For the outside observer seeking to make sense of China’s religious policy, the Chinese Constitution presents quite a conundrum.

Article 36 of the Constitution not only guarantees freedom of religious belief and forbids discrimination on the basis of religion; it goes further in mandating that the state protect “normal” religious activities. On the other hand, this same article also stipulates that religious activities shall not disrupt public order, endanger the health of citizens, or interfere with the state’s educational system. It further goes on to forbid foreign domination of religious affairs.

Clearly the guarantee of religious freedom is not as absolute as similar guarantees in the constitutions of many Western nations. This guarantee is conditioned, firstly upon whatever definition of “normal” activities the state wishes to invoke, and secondly upon the state’s interest in guiding social and individual development, including the exclusion of foreign religious influence.

Zhang Yushuang of the China University of Political Science and Law sheds some light on this juxtaposition of guarantees and conditions in his chapter in Joel A. Carpenter and Kevin R. den Dulk’s Christianity in Chinese Public Life, entitled “Political Constitution and the Protection of Religious Freedom: A Jurisprudential Reading of Article 36 of the Chinese Constitution.” 

According to Zhang, in order to make sense of Article 36 we need to view it through two lenses, one historical, the other political.

Zhang points to three historical factors that have conditioned the Chinese state’s view toward religion.

  • China’s traditional Confucian ideology, a kind of theocracy in Zhang’s view, placed all religion under state domination.
  • As a result, successive regimes from the Tang Dynasty onward have all required religious organizations to register with the state, which has assumed the right to monitor and to intervene in religious affairs.
  • The Opium War signaled the beginning of a clash between the Chinese state and Christianity in particular, which came to be seen as a foreign religion directly threatening Chinese culture and thought.

These factors have all contributed to the current regime’s stance on religion as something to be allowed only within limits. They also shed light on the state’s concern, voiced at the end of Article 36, that religion could again become a tool in the hands of foreign forces intent on destabilizing China.

The political lens comes into focus as we look back at the preamble to the Constitution, which, according to Zhang, lays out a clear hierarchy of values. At the top is the preeminence of the Chinese Communist Party, followed by socialism, democratic centralism, China’s modern socialist construction, and, finally, the protection of individual rights.

“To sum up,” Zhang says, “the wide variety of freedoms protected in the Constitution have less to do with human dignity or intrinsic value of life than with the collective morality needed for the accumulation of national material wealth.”[1]

Viewed within this hierarchy, religion is not protected as an inalienable right in the Western sense.

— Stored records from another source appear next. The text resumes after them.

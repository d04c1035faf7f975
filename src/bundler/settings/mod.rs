//! Configuration structures for offline bundling.
//!
//! This module provides the immutable [`Settings`] consumed by the bundler
//! and packager, the [`SettingsBuilder`] that validates them, the tool and
//! language descriptors, and loading from a TOML bundle config file.

mod builder;
mod core;
mod file;
mod language;
mod paths;
mod tool;

// Re-export all public types
pub use builder::{DEFAULT_OUTPUT_DIR, SettingsBuilder};
pub use self::core::Settings;
pub use file::{load_settings_file, parse_settings};
pub use language::{BannerText, Language};
pub use paths::AssetPaths;
pub use tool::{ToolDescriptor, builtin_tools};
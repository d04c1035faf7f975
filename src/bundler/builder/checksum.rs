//! Archive checksum calculation.

use crate::bundler::{Result, error::ErrorExt};
use sha2::{Digest, Sha256};
use std::{fs::File, io::Read, path::Path};

/// Calculates the SHA-256 checksum of a file.
///
/// Reads in 8KB chunks and returns the lowercase hex digest (64 characters).
pub fn calculate_sha256(path: &Path) -> Result<String> {
    let mut file = File::open(path).fs_context("opening file for hashing", path)?;
    let mut hasher = Sha256::new();
    let mut buffer = vec![0u8; 8192];

    loop {
        let n = file
            .read(&mut buffer)
            .fs_context("reading file for hash calculation", path)?;
        if n == 0 {
            break;
        }
        hasher.update(&buffer[..n]);
    }

    Ok(format!("{:x}", hasher.finalize()))
}

#[cfg(test)]
mod tests {
    use super::*;

    #[test]
    fn hashes_known_content() {
        let dir = tempfile::tempdir().unwrap();
        let path = dir.path().join("abc.txt");
        std::fs::write(&path, "abc").unwrap();
        assert_eq!(
            calculate_sha256(&path).unwrap(),
            "ba7816bf8f01cfea414140de5dae2223b00361a396177a9cb410ff61f20015ad"
        );
    }

    #[test]
    fn missing_file_carries_path() {
        let err = calculate_sha256(Path::new("/nonexistent/archive.zip")).unwrap_err();
        assert!(err.to_string().contains("/nonexistent/archive.zip"));
    }
}
//! Swiss default-interest (Verzugszins) engine.
//!
//! Pure functions for computing interest on an overdue principal between two
//! dates, plus the Swiss number formatting and parsing used to present and
//! read amounts.
//!
//! Two methods are supported:
//!
//! - [`simple_interest`] uses the banking actual/360 convention: real elapsed
//!   days over a fixed 360-day year.
//! - [`compound_interest`] compounds annually over `days / 365` years.
//!
//! The two divisors differ on purpose. Simple interest follows the banking
//! convention, compounding follows the calendar year. Do not unify them.
//!
//! # Example
//!
//! ```
//! use chrono::NaiveDate;
//! use rust_decimal::Decimal;
//! use zinsrechner_offline::interest::{format_currency, simple_interest};
//!
//! let start = NaiveDate::from_ymd_opt(2024, 1, 1).unwrap();
//! let end = NaiveDate::from_ymd_opt(2024, 1, 31).unwrap();
//! let calc = simple_interest(Decimal::from(10_000), start, end, Decimal::from(5)).unwrap();
//!
//! assert_eq!(calc.days, 30);
//! assert_eq!(format_currency(calc.interest), "CHF 41.67");
//! ```

mod calculation;
mod format;
mod parse;

pub use calculation::{
    Calculation, CalculationError, CalculationMethod, STATUTORY_RATE, compound_interest,
    day_count, simple_interest,
};
pub use format::{GROUP_SEPARATOR, format_currency, format_number};
pub use parse::{ParseNumberError, parse_swiss_number};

Rather, religion is valuable only to the extent that it serves the larger goal of socialist construction under the leadership of the Party. Hence, according to Zhang, the stipulation that the state will protect only “normal” religious activities, leaving it up to administrative authorities to define “normal” according to the needs and requirements of the state.

Freedom of religious belief may be enshrined in the Constitution and thus appear to enjoy legal protection. However, as Zhang notes, this freedom is not actively protected by the Chinese legal system, which is itself subservient to the Party. Rather, the responsibility for deciding how and when it will be protected is delegated to administrative organs (such as the State Administration for Religious Affairs), leaving no recourse for believers who find their fundamental rights have been infringed.

Footnotes

  1. ^ Zhang Yushuang, “Political Constitution and the Protection of Religious Freedom: A Jurisprudential Reading of Article 36 of the Chinese Constitution,” in Joel A. Carpenter and Kevin R. den Dulk, Eds. Christianity in Chinese Public Life: Religion, Society, and the Rule of Law. (New York: Palgrave Macmillan, 2014): 90.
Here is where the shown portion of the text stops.